Not enough people saw this series while it was still airing on TNT. An alcoholic female detective from Oklahoma whose sister died in the Oklahoma City Bombings gets one last (or endless, depending upon how you look at it) chance to get right with the world and with God with the help of a guardian angel named Earl.
It's on my desert island TV list along with Northern Exposure, The Vicar of Dibley, and M*A*S*H.
7. The Book of Daniel
Even fewer people saw this brilliant show that aired on television for just four episodes before it was dropped (hounded off the air by a number of vocal, conservative Christian groups that organized a boycott by affiliate stations, by some accounts) by NBC in January 2006. The dramatic series starred Adain Quinn as the Rev. Daniel Webster, an "unconventional" Episcopal priest in Newbury, New York (a suburb of New York City.)
The Book of Daniel was the first television series to air new episodes via online streaming after its cancelation. Eight episodes ran altogether between the month-long television run on NBC and the streaming run on NBC.com.
It's not an easy show and took theological/religious risks, but it's great and brave storytelling, very much worth watching.
8. Lie to Me
Not a clergyperson in site in this show based on the work of real-life Dr. Paul Ekman, a psychologist and expert on body language and facial expressions. Tim Roth played Dr. Carl Lightman (the Ekman-esque character) for three seasons (2009-2011) and I hung on every word of every single one of them.
There's no explicitly religious content in the series, but it explored in great detail and often with admirable nuance, the nature of truth. What is true? What is a lie? Why do we lie? How can you tell? Why can you tell?

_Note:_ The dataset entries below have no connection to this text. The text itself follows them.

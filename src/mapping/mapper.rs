// Copyright (c) 2024 Mike Tsao

use super::arena::PaxelArena;
use crate::{
    elements::phase,
    prelude::*,
    specification::{PartialSpecification, PaxelSpecificationBuilderError},
};
use log::{debug, trace, warn};
use std::collections::BTreeSet;
use thiserror::Error;

/// Reasons that envelopes can't be mapped onto a grid of paxels.
#[derive(Debug, Error)]
pub enum MappingError {
    #[allow(missing_docs)]
    #[error("paxel duration must be at least one sample")]
    ZeroPaxelDuration,
    /// The grid offset has to be shorter than one paxel.
    #[error("grid offset {offset} must be less than the paxel duration {paxel_duration}")]
    OffsetOutOfRange {
        /// The requested offset.
        offset: u32,
        /// The grid's paxel duration.
        paxel_duration: u32,
    },
    #[allow(missing_docs)]
    #[error("envelopes describe a partial with no samples")]
    EmptyEnvelope,
    /// The partial plus its lead-in would run past the last sample position
    /// that a u32 can address.
    #[error("{duration_samples} samples after a lead-in of {lead_in} is too long")]
    PartialTooLong {
        /// The length of the envelopes.
        duration_samples: u32,
        /// The silence that would go before them.
        lead_in: u32,
    },
    /// The envelopes' [PhaseTarget]s are out of order or out of range.
    #[error("invalid phase target: {0}")]
    InvalidPhaseTarget(String),
    /// A staged paxel was incomplete or inconsistent when it was frozen.
    #[error("paxel at sample {position} is invalid: {source}")]
    InvalidSegment {
        /// Where the paxel starts in the partial.
        position: u32,
        /// What the builder objected to.
        #[source]
        source: PaxelSpecificationBuilderError,
    },
}

/// One cell of the grid that a partial is cut into.
#[derive(Clone, Copy, Debug, PartialEq)]
struct GridCell {
    /// Where the paxel starts in the partial.
    position: u32,
    duration: u32,
    /// Where the paxel starts in the envelopes. [None] for the lead-in, which
    /// comes before the envelopes begin.
    envelope_start: Option<u32>,
}
impl GridCell {
    fn envelope_end(&self) -> Option<u32> {
        self.envelope_start.map(|start| start + self.duration)
    }
}

/// Turns a continuous description of a partial ([ShapesPartial]) into the
/// discrete run of paxels ([PartialSpecification]) that a
/// [PartialGenerator](crate::PartialGenerator) renders.
///
/// Grid lines fall every `paxel_duration_samples` of the rendered partial.
/// The envelopes are cut where the grid lines cross them, which is at
/// `offset_samples + k * paxel_duration_samples` into the envelopes. When the
/// offset isn't zero, a silent lead-in paxel reaches back from the start of
/// the envelopes to the previous grid line, so the rendered partial is
/// [GridSettings::lead_in_samples()] longer than the envelopes. Any
/// [PhaseTarget]s add boundaries of their own, and the final paxel is whatever
/// remains.
///
/// Phase is threaded through the paxels so that each one starts exactly where
/// the previous one ended.
#[derive(Clone, Copy, Debug)]
pub struct EnvelopeMapper {
    grid: GridSettings,
    sample_rate: SampleRate,
}
impl EnvelopeMapper {
    /// Creates a mapper for the given grid. Fails if the grid is invalid.
    pub fn new_with(grid: GridSettings, sample_rate: SampleRate) -> Result<Self, MappingError> {
        grid.validate()?;
        Ok(Self { grid, sample_rate })
    }

    #[allow(missing_docs)]
    pub fn grid(&self) -> GridSettings {
        self.grid
    }

    #[allow(missing_docs)]
    pub fn sample_rate(&self) -> SampleRate {
        self.sample_rate
    }

    /// Maps the envelopes onto the grid.
    pub fn map(&self, envelopes: &impl ShapesPartial) -> Result<PartialSpecification, MappingError> {
        let cells = self.lay_out(envelopes.duration_samples(), envelopes.phase_targets())?;
        debug!(
            "mapping {} envelope samples onto {} paxels (grid {}, offset {}, {} phase targets)",
            envelopes.duration_samples(),
            cells.len(),
            self.grid.paxel_duration_samples(),
            self.grid.offset_samples(),
            envelopes.phase_targets().len()
        );

        let mut arena = PaxelArena::default();
        self.layout_pass(&mut arena, &cells);
        self.frequency_pass(&mut arena, &cells, envelopes);
        self.amplitude_pass(&mut arena, &cells, envelopes);
        self.phase_pass(&mut arena, &cells, envelopes);

        let paxels = arena.freeze().map_err(|e| {
            warn!("couldn't map envelopes: {e}");
            e
        })?;
        let specification = PartialSpecification::new_with(paxels, self.sample_rate);
        debug_assert!(specification.is_contiguous());
        Ok(specification)
    }

    /// Computes where each paxel goes.
    fn lay_out(
        &self,
        duration_samples: u32,
        phase_targets: &[PhaseTarget],
    ) -> Result<Vec<GridCell>, MappingError> {
        if duration_samples == 0 {
            return Err(MappingError::EmptyEnvelope);
        }
        PhaseTarget::verify_targets(phase_targets, duration_samples)
            .map_err(MappingError::InvalidPhaseTarget)?;
        let lead_in = self.grid.lead_in_samples();
        // The last sample's position must be addressable, and so must the
        // closing boundary after it.
        if duration_samples.checked_add(lead_in).is_none() {
            return Err(MappingError::PartialTooLong {
                duration_samples,
                lead_in,
            });
        }

        // Boundaries, relative to the start of the envelopes.
        let mut boundaries: BTreeSet<u32> = (self.grid.offset_samples()..duration_samples)
            .step_by(self.grid.paxel_duration_samples() as usize)
            .collect();
        boundaries.insert(0);
        boundaries.extend(phase_targets.iter().map(PhaseTarget::when));
        boundaries.insert(duration_samples);

        let mut cells = Vec::with_capacity(boundaries.len());
        if lead_in != 0 {
            cells.push(GridCell {
                position: 0,
                duration: lead_in,
                envelope_start: None,
            });
        }
        cells.extend(
            boundaries
                .iter()
                .zip(boundaries.iter().skip(1))
                .map(|(start, end)| GridCell {
                    position: lead_in + start,
                    duration: end - start,
                    envelope_start: Some(*start),
                }),
        );
        Ok(cells)
    }

    fn layout_pass(&self, arena: &mut PaxelArena, cells: &[GridCell]) {
        for cell in cells {
            arena
                .find_or_insert(cell.position)
                .layout(cell.position, cell.duration);
        }
    }

    /// The lead-in holds the envelope's first frequency.
    fn frequency_pass(&self, arena: &mut PaxelArena, cells: &[GridCell], envelopes: &impl ShapesPartial) {
        for cell in cells {
            let (start, end) = match cell.envelope_start {
                Some(start) => (
                    envelopes.frequency_at(start),
                    envelopes.frequency_at(start + cell.duration),
                ),
                None => (envelopes.frequency_at(0), envelopes.frequency_at(0)),
            };
            arena
                .find_or_insert(cell.position)
                .start_frequency(start)
                .end_frequency(end);
        }
    }

    /// The lead-in is silent.
    fn amplitude_pass(&self, arena: &mut PaxelArena, cells: &[GridCell], envelopes: &impl ShapesPartial) {
        for cell in cells {
            let (start, end) = match cell.envelope_start {
                Some(start) => (
                    envelopes.amplitude_at(start),
                    envelopes.amplitude_at(start + cell.duration),
                ),
                None => (BipolarNormal::zero(), BipolarNormal::zero()),
            };
            arena
                .find_or_insert(cell.position)
                .start_amplitude(start)
                .end_amplitude(end);
        }
    }

    /// Threads phase through the paxels. The envelopes begin at their initial
    /// phase; the lead-in, if any, is wound back so that it ends exactly there.
    /// From then on the paxels are handled in stretches that end at each phase
    /// target and at the end of the partial (see [Self::thread_phase()]).
    fn phase_pass(&self, arena: &mut PaxelArena, cells: &[GridCell], envelopes: &impl ShapesPartial) {
        let initial_phase = envelopes.initial_phase();
        let targets = envelopes.phase_targets();

        let mut cells = cells;
        if let Some((lead_in, rest)) = cells
            .split_first()
            .filter(|(cell, _)| cell.envelope_start.is_none())
        {
            let start_phase = arena
                .get(lead_in.position)
                .and_then(|b| b.staged_phase_advance(self.sample_rate))
                .map(|advance| phase::wrap_phase(initial_phase - advance));
            let builder = arena.find_or_insert(lead_in.position);
            if let Some(start_phase) = start_phase {
                builder.start_phase(start_phase);
            }
            builder.end_phase(initial_phase);
            trace!(
                "lead-in ({} samples): phase {:?} -> {}",
                lead_in.duration,
                start_phase,
                initial_phase
            );
            cells = rest;
        }

        let mut start_phase = initial_phase;
        let mut stretch_start = 0;
        for (i, cell) in cells.iter().enumerate() {
            let target = cell
                .envelope_end()
                .and_then(|end| targets.binary_search_by_key(&end, PhaseTarget::when).ok())
                .map(|index| &targets[index]);
            if target.is_none() && i + 1 != cells.len() {
                continue;
            }
            let stretch = &cells[stretch_start..=i];
            match self.thread_phase(arena, stretch, start_phase, target.and_then(PhaseTarget::phase)) {
                Some(end_phase) => start_phase = end_phase,
                // Whatever's left unset gets reported when the arena freezes.
                None => return,
            }
            stretch_start = i + 1;
        }
    }

    /// Sets the phases of one stretch of paxels, beginning at `start_phase`.
    /// Without a `target`, each paxel ends on its natural phase. With one, the
    /// shortest correction from the stretch's natural end phase to `target` is
    /// spread across the boundaries in proportion to elapsed time, and the
    /// last paxel ends exactly on `target`.
    ///
    /// Returns the phase at the end of the stretch, or [None] if a paxel's
    /// frequencies haven't been staged.
    fn thread_phase(
        &self,
        arena: &mut PaxelArena,
        cells: &[GridCell],
        start_phase: f64,
        target: Option<f64>,
    ) -> Option<f64> {
        let mut natural_ends = Vec::with_capacity(cells.len());
        let mut natural = start_phase;
        for cell in cells {
            let advance = arena
                .get(cell.position)
                .and_then(|b| b.staged_phase_advance(self.sample_rate))?;
            natural = phase::wrap_phase(natural + advance);
            natural_ends.push(natural);
        }

        let correction = target.map_or(0.0, |target| phase::coherence_compensation(natural, target));
        let stretch_samples: u64 = cells.iter().map(|c| c.duration as u64).sum();
        let mut elapsed = 0u64;
        let mut current = start_phase;
        for (cell, natural_end) in cells.iter().zip(natural_ends) {
            elapsed += cell.duration as u64;
            let end_phase = match target {
                Some(target) if elapsed == stretch_samples => target,
                Some(_) => phase::wrap_phase(
                    natural_end + correction * elapsed as f64 / stretch_samples as f64,
                ),
                None => natural_end,
            };
            arena
                .find_or_insert(cell.position)
                .start_phase(current)
                .end_phase(end_phase);
            trace!(
                "paxel at {} ({} samples): phase {} -> {}",
                cell.position,
                cell.duration,
                current,
                end_phase
            );
            current = end_phase;
        }
        Some(current)
    }
}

Does anyone really know anyone else? Or do we only let people see the truth about us that we want them to see?
Fascinating series. And you'll never look at anyone quite the same way again. (Watch that shoulder shrug.)
9. Pushing Daisies
Ned is a pie maker who has the ability to bring things (and people) back to life by touching them. But rules and restrictions apply. (Don't they always?)
What's not to love about this quirky dramedy -- co-starring one of our favorite people, Kristen Chenoweth -- that ran on ABC from 2007 to 2009?
Nothing. That's what.
It started with a plane crash and ended with ... purgatory?
I don't know for sure. No one really does. And that's why you have to start at the very beginning and watch all 121 episodes in chronological order. Twice, probably. Or maybe even three times.